The “covenant-literary matrix” of the Bible is not a pattern imposed upon the text, but the internal logic of its arrangement. This fundamental structure, functioning at multiple levels simultaneously, is a ceaseless reiteration of God’s primary theme. It is an algorithm forged in the furnace of the love between the Father and the Son by the Spirit.

We have noted that the well-meaning safeguards put in place by conservative theologians have prevented the Scriptures from informing the imaginations of modern Christians; we have discussed the resulting biblical illiteracy of the contemporary academy and its inability to comprehend the relevance of much of the Bible; we have examined the Spirit’s practice of arranging symbols into repeated “relational” patterns, as a means of conferring greater meaning upon each part; and we have also observed how this homologous “fractal” structure, a similarity of literary shape, enables every text of the Bible to “speak” to every other text in the Bible.

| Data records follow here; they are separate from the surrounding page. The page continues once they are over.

use qoi_codec::{
  decode, decode_header, decode_pixels, Channels, Colorspace, Error, FormatError, Header, Pixel,
  QOI_END_MARKER,
};

fn file(header: &[u8], tokens: &[u8]) -> Vec<u8> {
  let mut bytes = header.to_vec();

  bytes.extend_from_slice(tokens);
  bytes.extend_from_slice(&QOI_END_MARKER);
  bytes
}

fn header(width: u32, height: u32, channels: u8, colorspace: u8) -> Vec<u8> {
  let mut bytes = b"qoif".to_vec();

  bytes.extend_from_slice(&width.to_be_bytes());
  bytes.extend_from_slice(&height.to_be_bytes());
  bytes.extend_from_slice(&[channels, colorspace]);
  bytes
}

#[test]
fn test_decoding_two_identical_pixels() {
  let bytes = file(&header(2, 1, 4, 0), &[0xfe, 10, 20, 30, 0xc0]);
  let image = decode(&bytes).expect("Failed to decode image");

  assert_eq!(image.pixels, vec![vec![0xff0a141e, 0xff0a141e]]);
  assert_eq!(image.channels, 4);
  assert_eq!(image.colorspace, 0);
}

#[test]
fn test_decoding_header_fields() {
  assert_eq!(
    decode_header(&header(640, 480, 3, 1)).expect("Failed to decode header"),
    Header { width: 640, height: 480, channels: Channels::Rgb, colorspace: Colorspace::Linear }
  );
}

#[test]
fn test_decoding_truncated_header() {
  let bytes = header(1, 1, 4, 0);

  assert!(matches!(
    decode_header(&bytes[..13]),
    Err(Error::InvalidFormat(FormatError::InvalidHeaderLength(13)))
  ));
}

#[test]
fn test_decoding_invalid_magic() {
  let mut bytes = file(&header(1, 1, 4, 0), &[0xc0]);
  bytes[3] = b'g';

  assert!(matches!(decode(&bytes), Err(Error::InvalidFormat(FormatError::InvalidMagic))));
}

#[test]
fn test_decoding_invalid_header_tags() {
  let bytes = file(&header(1, 1, 5, 0), &[0xc0]);
  assert!(matches!(decode(&bytes), Err(Error::InvalidFormat(FormatError::InvalidChannels(5)))));

  let bytes = file(&header(1, 1, 4, 2), &[0xc0]);
  assert!(matches!(decode(&bytes), Err(Error::InvalidFormat(FormatError::InvalidColorspace(2)))));
}

#[test]
fn test_decoding_zero_dimensions() {
  let bytes = file(&header(0, 0, 3, 1), &[]);

  assert!(matches!(decode(&bytes), Err(Error::InvalidFormat(FormatError::InvalidDimensions))));
}

#[test]
fn test_decoding_incomplete_image() {
  // Two pixels declared, one decoded.
  let bytes = file(&header(2, 1, 4, 0), &[0xc0]);

  assert!(matches!(decode(&bytes), Err(Error::InvalidFormat(FormatError::UnexpectedEof))));
}

#[test]
fn test_decoding_missing_end_marker() {
  let mut bytes = header(1, 1, 4, 0);
  bytes.push(0xc0);

  assert!(matches!(decode(&bytes), Err(Error::InvalidFormat(FormatError::MissingEndMarker))));
}

#[test]
fn test_decoding_overrunning_run() {
  let bytes = file(&header(3, 1, 4, 0), &[0xc0 | 3]);

  assert!(matches!(
    decode(&bytes),
    Err(Error::InvalidFormat(FormatError::Overrun { run: 4, position: 0, total: 3 }))
  ));
}

#[test]
fn test_decoding_every_leading_byte() {
  // Each byte is followed by enough filler for the longest token. Decoding
  // one pixel must either succeed or fail on format, never panic.
  for byte in 0..=255u8 {
    let tokens = [byte, 1, 2, 3, 4];
    let result = decode_pixels(&tokens, 1, 1);

    match byte {
      0xfe => assert!(matches!(result, Err(Error::InvalidFormat(FormatError::TrailingData(1))))),
      0xff => assert_eq!(result.expect("Failed to decode rgba"), vec![Pixel::new(1, 2, 3, 4)]),
      0x80..=0xbf => {
        assert!(matches!(result, Err(Error::InvalidFormat(FormatError::TrailingData(3)))))
      }
      0xc1..=0xfd => {
        assert!(matches!(result, Err(Error::InvalidFormat(FormatError::Overrun { .. }))))
      }
      _ => assert!(matches!(result, Err(Error::InvalidFormat(FormatError::TrailingData(4))))),
    }
  }
}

Hopefully, through these stages of consideration, we have arrived at the heart of the matter. Metaphorically speaking, you have been invited from the outer courts of common Bible reading, via the priestly domain of biblical theology, to the core of the Bible’s operating system, the source code which dictates its shape and contents. Here, close analysis of the texts breathed by the Spirit is the blessed pastime of a peculiar few, those whose hearts delight in literary miracles which are invisible to the untrained reader. A degree of labour is required but the returns are extraordinary.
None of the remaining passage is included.